Resolved local dynamics near critical fold points.

Derived closed-form estimates for oscillation periods.

Linked oscillation existence to biochemical asymmetry.

Abstract

We study a two-variable dynamical system modeling pH oscillations in the urea-urease reaction within giant lipid vesicles -- a problem that intrinsically contains multiple, well-separated timescales. Building on an existing, deterministic formulation via ordinary differential equations, we resolve different orders of magnitude within a small parameter and analyze the system's limit cycle behavior using geometric singular perturbation theory (GSPT).
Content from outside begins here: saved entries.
use async_trait::async_trait;
use sqlx::PgPool;
use tracing::{debug, error, info};

use super::{not_found, UmkmBackend};
use crate::core::error::{AppError, Result};
use crate::features::umkm::models::{NewUmkm, Umkm, UmkmFields};

const SELECT_COLUMNS: &str =
    "id, latitude, longitude, nama, nim, kelas, umkm, kategori, pegawai, foto";

/// Relational backend over a PostgreSQL pool
pub struct PgUmkmBackend {
    pool: PgPool,
}

impl PgUmkmBackend {
    pub fn new(pool: PgPool) -> Self {
        Self { pool }
    }
}

fn db_error(action: &str, e: sqlx::Error) -> AppError {
    error!("Failed to {}: {:?}", action, e);
    AppError::Persistence(format!("Failed to {}", action))
}

#[async_trait]
impl UmkmBackend for PgUmkmBackend {
    fn name(&self) -> &'static str {
        "database"
    }

    async fn create(&self, record: &NewUmkm) -> Result<i64> {
        let fields = &record.fields;

        let id: i64 = sqlx::query_scalar(
            r#"
            INSERT INTO umkm (latitude, longitude, nama, nim, kelas, umkm, kategori, pegawai, foto)
            VALUES ($1, $2, $3, $4, $5, $6, $7, $8, $9)
            RETURNING id
            "#,
        )
        .bind(&fields.latitude)
        .bind(&fields.longitude)
        .bind(&fields.nama)
        .bind(&fields.nim)
        .bind(&fields.kelas)
        .bind(&fields.umkm)
        .bind(&fields.kategori)
        .bind(&fields.pegawai)
        .bind(&record.foto)
        .fetch_one(&self.pool)
        .await
        .map_err(|e| db_error("insert UMKM record", e))?;

        info!("UMKM record inserted: id={}, foto={}", id, record.foto);
        Ok(id)
    }

    async fn list(&self) -> Result<Vec<Umkm>> {
        let query = format!("SELECT {} FROM umkm ORDER BY id DESC", SELECT_COLUMNS);

        sqlx::query_as::<_, Umkm>(&query)
            .fetch_all(&self.pool)
            .await
            .map_err(|e| db_error("list UMKM records", e))
    }

    async fn get(&self, id: i64) -> Result<Umkm> {
        let query = format!("SELECT {} FROM umkm WHERE id = $1", SELECT_COLUMNS);

        sqlx::query_as::<_, Umkm>(&query)
            .bind(id)
            .fetch_optional(&self.pool)
            .await
            .map_err(|e| db_error("get UMKM record", e))?
            .ok_or_else(|| not_found(id))
    }

    async fn update(&self, id: i64, fields: &UmkmFields, new_foto: Option<&str>) -> Result<()> {
        let result = sqlx::query(
            r#"
            UPDATE umkm
            SET latitude = COALESCE($2, latitude),
                longitude = COALESCE($3, longitude),
                nama = $4,
                nim = $5,
                kelas = $6,
                umkm = $7,
                kategori = $8,
                pegawai = $9,
                foto = COALESCE($10, foto),
                updated_at = NOW()
            WHERE id = $1
            "#,
        )
        .bind(id)
        .bind(&fields.latitude)
        .bind(&fields.longitude)
        .bind(&fields.nama)
        .bind(&fields.nim)
        .bind(&fields.kelas)
        .bind(&fields.umkm)
        .bind(&fields.kategori)
        .bind(&fields.pegawai)
        .bind(new_foto)
        .execute(&self.pool)
        .await
        .map_err(|e| db_error("update UMKM record", e))?;

        if result.rows_affected() == 0 {
            return Err(not_found(id));
        }

        debug!("UMKM record updated: id={}, new_foto={:?}", id, new_foto);
        Ok(())
    }

    async fn delete(&self, id: i64) -> Result<()> {
        let result = sqlx::query("DELETE FROM umkm WHERE id = $1")
            .bind(id)
            .execute(&self.pool)
            .await
            .map_err(|e| db_error("delete UMKM record", e))?;

        if result.rows_affected() == 0 {
            return Err(not_found(id));
        }

        info!("UMKM record deleted: id={}", id);
        Ok(())
    }
}
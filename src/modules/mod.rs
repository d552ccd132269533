//! Modules layer - Infrastructure components for external integrations
//!
//! Contains adapters for local resources such as the photo upload directory.

pub mod storage;
pub mod umkm;
use async_trait::async_trait;
use std::collections::BTreeMap;
use std::sync::atomic::{AtomicBool, Ordering};
use std::sync::Mutex;

use crate::core::error::{AppError, Result};
use crate::features::umkm::backends::UmkmBackend;
use crate::features::umkm::dtos::{UmkmForm, UploadedPhoto};
use crate::features::umkm::models::{NewUmkm, Umkm, UmkmFields};

/// In-memory backend with switchable write failures
#[derive(Default)]
pub struct MemoryBackend {
    records: Mutex<BTreeMap<i64, Umkm>>,
    next_id: Mutex<i64>,
    fail_writes: AtomicBool,
    fail_reads: AtomicBool,
}

impl MemoryBackend {
    pub fn fail_writes(&self, fail: bool) {
        self.fail_writes.store(fail, Ordering::SeqCst);
    }

    pub fn fail_reads(&self, fail: bool) {
        self.fail_reads.store(fail, Ordering::SeqCst);
    }

    pub fn len(&self) -> usize {
        self.records.lock().unwrap().len()
    }

    fn check_writes(&self) -> Result<()> {
        if self.fail_writes.load(Ordering::SeqCst) {
            return Err(AppError::Persistence("simulated write failure".to_string()));
        }
        Ok(())
    }

    fn check_reads(&self) -> Result<()> {
        if self.fail_reads.load(Ordering::SeqCst) {
            return Err(AppError::Persistence("simulated read failure".to_string()));
        }
        Ok(())
    }
}

fn missing(id: i64) -> AppError {
    AppError::NotFound(format!("UMKM record {} not found", id))
}

#[async_trait]
impl UmkmBackend for MemoryBackend {
    fn name(&self) -> &'static str {
        "memory"
    }

    async fn create(&self, record: &NewUmkm) -> Result<i64> {
        self.check_writes()?;
        let mut next_id = self.next_id.lock().unwrap();
        *next_id += 1;
        let id = *next_id;
        self.records
            .lock()
            .unwrap()
            .insert(id, Umkm::from_new(id, record.clone()));
        Ok(id)
    }

    async fn list(&self) -> Result<Vec<Umkm>> {
        self.check_reads()?;
        // Oldest first, so callers have to do their own ordering
        Ok(self.records.lock().unwrap().values().cloned().collect())
    }

    async fn get(&self, id: i64) -> Result<Umkm> {
        self.check_reads()?;
        self.records
            .lock()
            .unwrap()
            .get(&id)
            .cloned()
            .ok_or_else(|| missing(id))
    }

    async fn update(&self, id: i64, fields: &UmkmFields, new_foto: Option<&str>) -> Result<()> {
        self.check_writes()?;
        let mut records = self.records.lock().unwrap();
        let record = records.get_mut(&id).ok_or_else(|| missing(id))?;
        record.apply(fields, new_foto);
        Ok(())
    }

    async fn delete(&self, id: i64) -> Result<()> {
        self.check_writes()?;
        self.records
            .lock()
            .unwrap()
            .remove(&id)
            .map(|_| ())
            .ok_or_else(|| missing(id))
    }
}

pub fn sample_form() -> UmkmForm {
    UmkmForm {
        latitude: Some("-6.2088".to_string()),
        longitude: Some("106.8456".to_string()),
        nama: "Budi".to_string(),
        nim: "123".to_string(),
        kelas: "A".to_string(),
        umkm: "Warung".to_string(),
        kategori: "Makanan".to_string(),
        pegawai: "2".to_string(),
    }
}

pub fn sample_photo(filename: &str) -> UploadedPhoto {
    UploadedPhoto {
        filename: filename.to_string(),
        bytes: b"\xFF\xD8\xFF\xE0fake-jpeg".to_vec(),
    }
}
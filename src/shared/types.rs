use serde::{Deserialize, Serialize};
use utoipa::ToSchema;

#[derive(Debug, Serialize, Deserialize, ToSchema)]
pub struct ApiResponse<T> {
    pub success: bool,
    pub data: Option<T>,
    pub message: Option<String>,
    pub meta: Option<Meta>,
    pub errors: Option<Vec<String>>,
}

#[derive(Debug, Serialize, Deserialize, ToSchema)]
pub struct Meta {
    pub total: i64,
}

impl<T> ApiResponse<T> {
    pub fn success(data: Option<T>, message: Option<String>, meta: Option<Meta>) -> Self {
        Self {
            success: true,
            data,
            message,
            meta,
            errors: None,
        }
    }

    pub fn error(message: Option<String>, errors: Option<Vec<String>>) -> ApiResponse<()> {
        ApiResponse {
            success: false,
            data: None,
            message,
            meta: None,
            errors,
        }
    }
}
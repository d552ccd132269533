use csv::Writer;

use crate::core::error::{AppError, Result};
use crate::features::umkm::models::Umkm;
use crate::shared::constants::EXPORT_HEADERS;

/// Serialize records to CSV, one row per record in the given order
pub fn records_to_csv(records: &[Umkm]) -> Result<Vec<u8>> {
    let mut writer = Writer::from_writer(Vec::new());

    writer
        .write_record(EXPORT_HEADERS)
        .map_err(|e| AppError::Internal(format!("Failed to write CSV header: {}", e)))?;

    for r in records {
        let id = r.id.to_string();
        writer
            .write_record([
                id.as_str(),
                r.latitude.as_deref().unwrap_or(""),
                r.longitude.as_deref().unwrap_or(""),
                r.nama.as_str(),
                r.nim.as_str(),
                r.kelas.as_str(),
                r.umkm.as_str(),
                r.kategori.as_str(),
                r.pegawai.as_str(),
                r.foto.as_deref().unwrap_or(""),
            ])
            .map_err(|e| AppError::Internal(format!("Failed to write CSV row: {}", e)))?;
    }

    writer
        .into_inner()
        .map_err(|e| AppError::Internal(format!("Failed to finish CSV export: {}", e)))
}

#[cfg(test)]
mod tests {
    use super::*;

    fn record(id: i64, nama: &str, latitude: Option<&str>) -> Umkm {
        Umkm {
            id,
            latitude: latitude.map(String::from),
            longitude: latitude.map(|_| "106.8456".to_string()),
            nama: nama.into(),
            nim: format!("NIM{}", id),
            kelas: "A".into(),
            umkm: "Warung".into(),
            kategori: "Makanan".into(),
            pegawai: "2".into(),
            foto: Some(format!("20250101_12000{}_photo.jpg", id)),
        }
    }

    #[test]
    fn test_export_has_header_and_one_line_per_record() {
        let records = vec![
            record(3, "Budi", Some("-6.2088")),
            record(2, "Siti", None),
            record(1, "Andi", None),
        ];

        let bytes = records_to_csv(&records).unwrap();
        let text = String::from_utf8(bytes).unwrap();
        let lines: Vec<&str> = text.lines().collect();

        assert_eq!(lines.len(), 4);
        assert_eq!(
            lines[0],
            "ID,Latitude,Longitude,Nama,NIM,Kelas,UMKM,Kategori,Pegawai,Foto"
        );
        assert_eq!(
            lines[1],
            "3,-6.2088,106.8456,Budi,NIM3,A,Warung,Makanan,2,20250101_120003_photo.jpg"
        );
        assert_eq!(lines[2], "2,,,Siti,NIM2,A,Warung,Makanan,2,20250101_120002_photo.jpg");
    }

    #[test]
    fn test_export_columns_map_back_to_fields() {
        let mut tricky = record(9, "Toko \"Maju\", Jaya", None);
        tricky.umkm = "Kopi\nSusu".into();

        let bytes = records_to_csv(&[tricky.clone()]).unwrap();
        let mut reader = csv::Reader::from_reader(bytes.as_slice());
        let rows: Vec<csv::StringRecord> = reader.records().map(|r| r.unwrap()).collect();

        assert_eq!(rows.len(), 1);
        let row = &rows[0];
        assert_eq!(&row[0], "9");
        assert_eq!(&row[3], tricky.nama);
        assert_eq!(&row[6], tricky.umkm);
        assert_eq!(&row[9], tricky.foto.unwrap());
    }

    #[test]
    fn test_export_empty_list_is_header_only() {
        let bytes = records_to_csv(&[]).unwrap();
        assert_eq!(String::from_utf8(bytes).unwrap().lines().count(), 1);
    }
}
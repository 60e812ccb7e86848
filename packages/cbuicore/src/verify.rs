//! Signature verification for signed pipeline parameters.
//!
//! Verification re-derives the signature from the parameters (the
//! `signature` entry never contributes to the string-to-sign) and compares
//! it with the carried value in constant time.
//!
//! ## Execution Order (Locked)
//!
//! 1. Extract the carried `signature` value
//! 2. Derive the signing context from the endpoint
//! 3. Recompute using `signatureVersion` / `signatureMethod` from the parameters
//! 4. Compare (timing-safe)
//!
//! A mismatch is `Ok(false)`, not an error. Errors mean the inputs could not
//! be verified at all.
//!
//! ```rust
//! use cbuicore::{cbui_build_url, cbui_verify_signature, ParameterSet, CBUI_ENDPOINT};
//!
//! let mut params: ParameterSet = [
//!     ("pipelineName", "EditToken"),
//!     ("version", "2009-01-09"),
//!     ("returnURL", "http://x/cb"),
//!     ("callerReference", "ref1"),
//!     ("tokenId", "T1"),
//!     ("signatureVersion", "2"),
//!     ("signatureMethod", "HmacSHA256"),
//! ]
//! .into_iter()
//! .collect();
//!
//! cbui_build_url(CBUI_ENDPOINT, &mut params, b"secret").unwrap();
//! assert!(cbui_verify_signature(CBUI_ENDPOINT, &params, b"secret").unwrap());
//! assert!(!cbui_verify_signature(CBUI_ENDPOINT, &params, b"other").unwrap());
//! ```

use url::Url;
use zeroize::Zeroizing;

use crate::compare::cbui_timing_safe_equal;
use crate::endpoint::Endpoint;
use crate::errors::{CbuiError, CbuiErrorCode};
use crate::params::{ParameterSet, KEY_SIGNATURE};
use crate::signature::cbui_sign_parameters;

/// Check the `signature` carried in `params` against `endpoint` and `secret_key`.
///
/// # Errors
///
/// - `InvalidSigningInput` when `params` has no `signature` entry
/// - `InvalidEndpoint` when `endpoint` cannot be parsed
/// - `UnsupportedAlgorithm` when a V2 `signatureMethod` is absent or unknown
pub fn cbui_verify_signature(endpoint: &str, params: &ParameterSet, secret_key: &[u8]) -> Result<bool, CbuiError> {
    // ── Step 1: Carried signature ─────────────────────────────────────
    let carried = params.get(KEY_SIGNATURE).ok_or_else(|| {
        CbuiError::new(
            CbuiErrorCode::InvalidSigningInput,
            "Parameters carry no signature to verify",
        )
    })?;

    // ── Steps 2-3: Recompute ──────────────────────────────────────────
    let context = Endpoint::parse(endpoint)?.signature_context();
    let expected = Zeroizing::new(cbui_sign_parameters(params, &context, secret_key)?.signature);

    // ── Step 4: Compare ───────────────────────────────────────────────
    let valid = cbui_timing_safe_equal(expected.as_bytes(), carried.as_bytes());
    if !valid {
        tracing::debug!(host = %context.host, "pipeline signature mismatch");
    }
    Ok(valid)
}

/// Verify a complete signed URL as produced by [`crate::cbui_build_url`].
///
/// The query string is decoded back into a [`ParameterSet`] (in order) and
/// the part before `?` is used as the endpoint.
pub fn cbui_verify_url(signed_url: &str, secret_key: &[u8]) -> Result<bool, CbuiError> {
    let url = Url::parse(signed_url).map_err(|e| {
        CbuiError::new(CbuiErrorCode::InvalidEndpoint, "Signed URL is not a valid absolute URL")
            .with_detail("reason", e.to_string())
    })?;

    let params: ParameterSet = url
        .query_pairs()
        .map(|(k, v)| (k.into_owned(), v.into_owned()))
        .collect();

    let endpoint = match signed_url.split_once('?') {
        Some((endpoint, _)) => endpoint,
        None => signed_url,
    };

    cbui_verify_signature(endpoint, &params, secret_key)
}

#[cfg(test)]
mod tests {
    use super::*;
    use crate::build::CbuiPipeline;
    use crate::endpoint::CBUI_ENDPOINT;
    use crate::types::PipelineType;

    fn signed_request(secret: &str) -> (String, ParameterSet) {
        let mut request = CbuiPipeline::new(PipelineType::Recurring, "AK", secret);
        request.add_parameters([
            ("callerReference", "ref/1"),
            ("returnURL", "http://x/cb?a=b c"),
            ("transactionAmount", "5+1"),
            ("recurringPeriod", "1 Month"),
        ]);
        let url = request.url().unwrap();
        (url, request.parameters().clone())
    }

    #[test]
    fn test_valid_signature() {
        let (_, params) = signed_request("s3cret");
        assert!(cbui_verify_signature(CBUI_ENDPOINT, &params, b"s3cret").unwrap());
    }

    #[test]
    fn test_wrong_secret() {
        let (_, params) = signed_request("s3cret");
        assert!(!cbui_verify_signature(CBUI_ENDPOINT, &params, b"s3cres").unwrap());
    }

    #[test]
    fn test_tampered_value() {
        let (_, mut params) = signed_request("s3cret");
        params.set("transactionAmount", "500");
        assert!(!cbui_verify_signature(CBUI_ENDPOINT, &params, b"s3cret").unwrap());
    }

    #[test]
    fn test_other_endpoint_under_v2() {
        let (_, params) = signed_request("s3cret");
        let other = "https://authorize.payments-sandbox.amazon.com/cobranded-ui/actions/start";
        assert!(!cbui_verify_signature(other, &params, b"s3cret").unwrap());
    }

    #[test]
    fn test_missing_signature_is_error() {
        let params: ParameterSet = [("a", "1")].into_iter().collect();
        let err = cbui_verify_signature(CBUI_ENDPOINT, &params, b"k").unwrap_err();
        assert_eq!(err.code(), CbuiErrorCode::InvalidSigningInput);
    }

    #[test]
    fn test_verify_url_roundtrip() {
        let (url, _) = signed_request("s3cret");
        assert!(cbui_verify_url(&url, b"s3cret").unwrap());
        assert!(!cbui_verify_url(&url, b"nope").unwrap());
    }

    #[test]
    fn test_verify_url_detects_query_tamper() {
        let (url, _) = signed_request("s3cret");
        let tampered = url.replace("transactionAmount=5%2B1", "transactionAmount=6");
        assert_ne!(url, tampered);
        assert!(!cbui_verify_url(&tampered, b"s3cret").unwrap());
    }
}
By introducing two different coordinate scalings -- each valid in a distinct region of the phase space -- we resolve the local dynamics near critical fold points, using the extension of GSPT through such singular points due to Krupa and Szmolyan. This framework enables a geometric decomposition of the periodic orbits into slow and fast segments and yields closed-form estimates for the period of oscillation. In particular, we link the existence of such oscillations to an underlying biochemical asymmetry, namely, the differential transport across the vesicle membrane.